The dosage of PARP inhibitors regimen has been previously shown to exert anti-inflammatory effects. In particular, we have previously reported that the dose of 5-AIQ reduces the tissue injury caused by ischemia-reperfusion in the liver (dose-response curve study) (Mota-Filipe et al., 2002), as well as lung injury (Cuzzocrea et al., 2002b), and that the dose of 3-AB reduces acute lung inflammation (dose-response curve study) (Cuzzocrea et al., 1998).
Induction of Lung Injury by Bleomycin. Mice received a single intratracheal instillation of 0.9% saline or saline containing bleomycin sulfate (body weight, 1 mg/kg) in a volume of 50 µl and were killed after 15 days by pentobarbitone overdose.
Measurement of Fluid Content in Lung. The wet lung weight was measured after careful excision of extraneous tissues. The lung was exposed for 48 h at 180°C, and the dry weight was measured. Water content was calculated by subtracting dry weight from wet weight.

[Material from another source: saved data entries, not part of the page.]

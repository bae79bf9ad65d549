use std::net::SocketAddr;
use std::path::PathBuf;
use std::str::FromStr;
use std::time::Duration;

use anyhow::{bail, Context, Result};
use farmerbot_reconcile::DEFAULT_RECONCILE_INTERVAL;

use crate::db::DbConfig;
use crate::scheduler::DEFAULT_REFRESH_CONCURRENCY;

/// Which backend holds farm state.
#[derive(Debug, Clone, Copy, PartialEq, Eq)]
pub enum StoreKind {
    Memory,
    Postgres,
}

impl FromStr for StoreKind {
    type Err = anyhow::Error;

    fn from_str(s: &str) -> Result<Self> {
        match s.to_lowercase().as_str() {
            "memory" => Ok(Self::Memory),
            "postgres" => Ok(Self::Postgres),
            other => bail!("unknown store {other:?}, expected memory or postgres"),
        }
    }
}

#[derive(Debug, Clone)]
pub struct Config {
    pub listen_addr: SocketAddr,
    pub log_level: String,
    pub dev_mode: bool,
    /// Configuration document used to seed the store.
    pub config_path: Option<PathBuf>,
    pub store: StoreKind,
    pub database: DbConfig,
    pub chain_url: String,
    pub reconcile_interval: Duration,
    pub agent_timeout: Duration,
    pub refresh_concurrency: usize,
}

impl Config {
    pub fn from_env() -> Result<Self> {
        let listen_addr = std::env::var("FARMERBOT_LISTEN_ADDR")
            .unwrap_or_else(|_| "127.0.0.1:8080".to_string())
            .parse()
            .context("FARMERBOT_LISTEN_ADDR")?;

        let log_level =
            std::env::var("FARMERBOT_LOG_LEVEL").unwrap_or_else(|_| "info".to_string());

        let dev_mode = std::env::var("FARMERBOT_DEV")
            .map(|v| v == "1" || v.to_lowercase() == "true")
            .unwrap_or(false);

        let config_path = std::env::var("FARMERBOT_CONFIG").ok().map(PathBuf::from);

        let store = std::env::var("FARMERBOT_STORE")
            .unwrap_or_else(|_| "memory".to_string())
            .parse()?;

        let chain_url = std::env::var("FARMERBOT_CHAIN_URL")
            .context("FARMERBOT_CHAIN_URL must point at the chain gateway")?;

        let reconcile_interval = secs_from_env("FARMERBOT_RECONCILE_INTERVAL_SECS")?
            .unwrap_or(DEFAULT_RECONCILE_INTERVAL);
        let agent_timeout =
            secs_from_env("FARMERBOT_AGENT_TIMEOUT_SECS")?.unwrap_or(Duration::from_secs(10));

        let refresh_concurrency = match std::env::var("FARMERBOT_REFRESH_CONCURRENCY") {
            Ok(v) => v.parse().context("FARMERBOT_REFRESH_CONCURRENCY")?,
            Err(_) => DEFAULT_REFRESH_CONCURRENCY,
        };

        Ok(Self {
            listen_addr,
            log_level,
            dev_mode,
            config_path,
            store,
            database: DbConfig::from_env(),
            chain_url,
            reconcile_interval,
            agent_timeout,
            refresh_concurrency,
        })
    }
}

fn secs_from_env(name: &str) -> Result<Option<Duration>> {
    match std::env::var(name) {
        Ok(v) => {
            let secs: u64 = v.parse().with_context(|| format!("{name} must be whole seconds"))?;
            if secs == 0 {
                bail!("{name} must be greater than zero");
            }
            Ok(Some(Duration::from_secs(secs)))
        }
        Err(_) => Ok(None),
    }
}

#[cfg(test)]
mod tests {
    use super::*;

    #[test]
    fn test_store_kind() {
        assert_eq!("memory".parse::<StoreKind>().unwrap(), StoreKind::Memory);
        assert_eq!("Postgres".parse::<StoreKind>().unwrap(), StoreKind::Postgres);
        assert!("redis".parse::<StoreKind>().is_err());
    }
}
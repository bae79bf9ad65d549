//! # farmerbot-id
//!
//! Typed identifiers for the entities farmerbot manages.
//!
//! ## Design Principles
//!
//! - IDs are assigned by the chain; farmerbot never mints them
//! - IDs are typed to prevent mixing a node ID with the twin that addresses it
//! - Zero is reserved and never a valid ID
//!
//! ## ID Format
//!
//! IDs are `u32` values. The canonical string form is `{prefix}-{number}`:
//!
//! - `farm-1`
//! - `node-12`
//! - `twin-40`
//!
//! Parsing also accepts the bare number, which is what configuration
//! documents and the chain use. On the wire (JSON) IDs are plain numbers.

mod error;
mod macros;
mod types;

pub use error::IdError;
pub use types::*;
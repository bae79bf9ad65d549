//! Domain model: capacity, nodes, the farm and its power policy.

mod capacity;
mod farm;
mod node;
mod options;
mod power;

pub use capacity::{Capacity, ConsumableResources, NodeStatistics};
pub use farm::Farm;
pub use node::{
    filter_off_nodes, filter_transitioning_nodes, filter_unused_on_nodes, Anomaly, Node,
    PingOutcome, PowerRequest, PowerState,
};
pub use options::{FindNodeRequest, NodeOptions};
pub use power::{
    Power, PowerStatus, WakeupTime, DEFAULT_WAKE_UP_THRESHOLD, MAX_WAKE_UP_THRESHOLD,
    MIN_WAKE_UP_THRESHOLD,
};
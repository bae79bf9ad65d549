use async_trait::async_trait;
use farmerbot_id::NodeId;
use tokio::sync::RwLock;

use super::{DbError, Store};
use crate::models::{Farm, Node, Power};

#[derive(Debug, Default)]
struct State {
    farm: Option<Farm>,
    power: Option<Power>,
    nodes: Vec<Node>,
}

/// In-process store. State is lost on restart.
#[derive(Debug, Default)]
pub struct MemoryStore {
    state: RwLock<State>,
}

impl MemoryStore {
    pub fn new() -> Self {
        Self::default()
    }
}

#[async_trait]
impl Store for MemoryStore {
    async fn get_farm(&self) -> Result<Farm, DbError> {
        self.state
            .read()
            .await
            .farm
            .clone()
            .ok_or_else(|| DbError::not_found("farm", "definition"))
    }

    async fn set_farm(&self, farm: &Farm) -> Result<(), DbError> {
        self.state.write().await.farm = Some(farm.clone());
        Ok(())
    }

    async fn get_power(&self) -> Result<Power, DbError> {
        Ok(self.state.read().await.power.unwrap_or_default())
    }

    async fn set_power(&self, power: &Power) -> Result<(), DbError> {
        self.state.write().await.power = Some(*power);
        Ok(())
    }

    async fn get_node(&self, id: NodeId) -> Result<Node, DbError> {
        self.state
            .read()
            .await
            .nodes
            .iter()
            .find(|n| n.id == id)
            .cloned()
            .ok_or_else(|| DbError::not_found("node", id))
    }

    async fn get_nodes(&self) -> Result<Vec<Node>, DbError> {
        Ok(self.state.read().await.nodes.clone())
    }

    async fn update_node(&self, node: &Node) -> Result<(), DbError> {
        let mut state = self.state.write().await;
        match state.nodes.iter_mut().find(|n| n.id == node.id) {
            Some(existing) => *existing = node.clone(),
            None => state.nodes.push(node.clone()),
        }
        Ok(())
    }

    async fn set_nodes(&self, nodes: &[Node]) -> Result<(), DbError> {
        self.state.write().await.nodes = nodes.to_vec();
        Ok(())
    }
}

Histological Examination. Lung biopsies were taken 15 days after injection of bleomycin. Lung biopsies were fixed for 1 week in 10% (w/v) PBS-buffered formaldehyde solution at room temperature, dehydrated using graded ethanol, and embedded in Paraplast (Sherwood Medical, Mahwah, NJ). After embedding in paraffin, the sections were prepared and stained by trichrome stain. All sections were studied using Dialux 22 light microscopy (Leitz, Wetzlar, Germany). The severity of fibrosis was semiquantitatively assessed according to the method proposed by Ashcroft et al. (1988). Briefly, the grade of lung fibrosis was scored on a scale from 0 to 8 by examining section randomly chosen fields per sample at a magnification of 100x. Criteria for grading lung fibrosis were as follows: grade 0, normal lung; grade 1, minimal fibrous thickening of alveolar or bronchiolar walls; grade 3, moderate thickening of walls without obvious damage to lung architecture; grade 5, increased fibrosis with definite damage to lung structure and formation of fibrous bands or small fibrous masses; grade 7, severe distortion of structure and large fibrous areas; and grade 8, total fibrous obliteration of fields.
Immunohistochemical Localization of Nitrotyrosine and PARP. Tyrosine nitration, an index of the nitrosylation of proteins by peroxynitrite and/or ROS, was determined by immunohistochemistry as previously described (Cuzzocrea et al., 2003). At the end of the experiment, the tissues were fixed in 10% (w/v) PBS-buffered formaldehyde, and 8-µm sections were prepared from paraffin-embedded tissues. After deparaffinization, endogenous peroxidase was quenched with 0.3% (v/v) hydrogen peroxide in 60% (v/v) methanol for 30 min. The sections were permeablized with 0.1% (w/v) Triton X-100 in PBS for 20 min. Nonspecific adsorption was minimized by incubating the section in 2% (v/v) normal goat serum in PBS for 20 min. Endogenous biotin or avidin binding sites were blocked by sequential incubation for 15 min with biotin and avidin (DBA, Milan, Italy), respectively. Sections were incubated overnight with anti-nitrotyrosine polyclonal antibody (1:500 in PBS, v/v) or with anti-poly (ADP-ribose) goat polyclonal antibody (1:500 in PBS, v/v). Sections were washed with PBS and incubated with secondary antibody. Specific labeling was detected with a biotin-conjugated goat anti-rabbit IgG and avidin-biotin peroxidase complex (DBA). To confirm that the immunoreactions for the nitrotyrosine were specific, some sections were also incubated with the primary antibody (anti-nitrotyrosine) in the presence of excess nitrotyrosine (10 mM) to verify the binding specificity. To verify the binding specificity for PAR, some sections were also incubated with only the primary antibody (no secondary) or with only the secondary antibody (no primary). In these situations, no positive staining was found in the sections, indicating that the immunoreactions were positive in all the experiments carried out.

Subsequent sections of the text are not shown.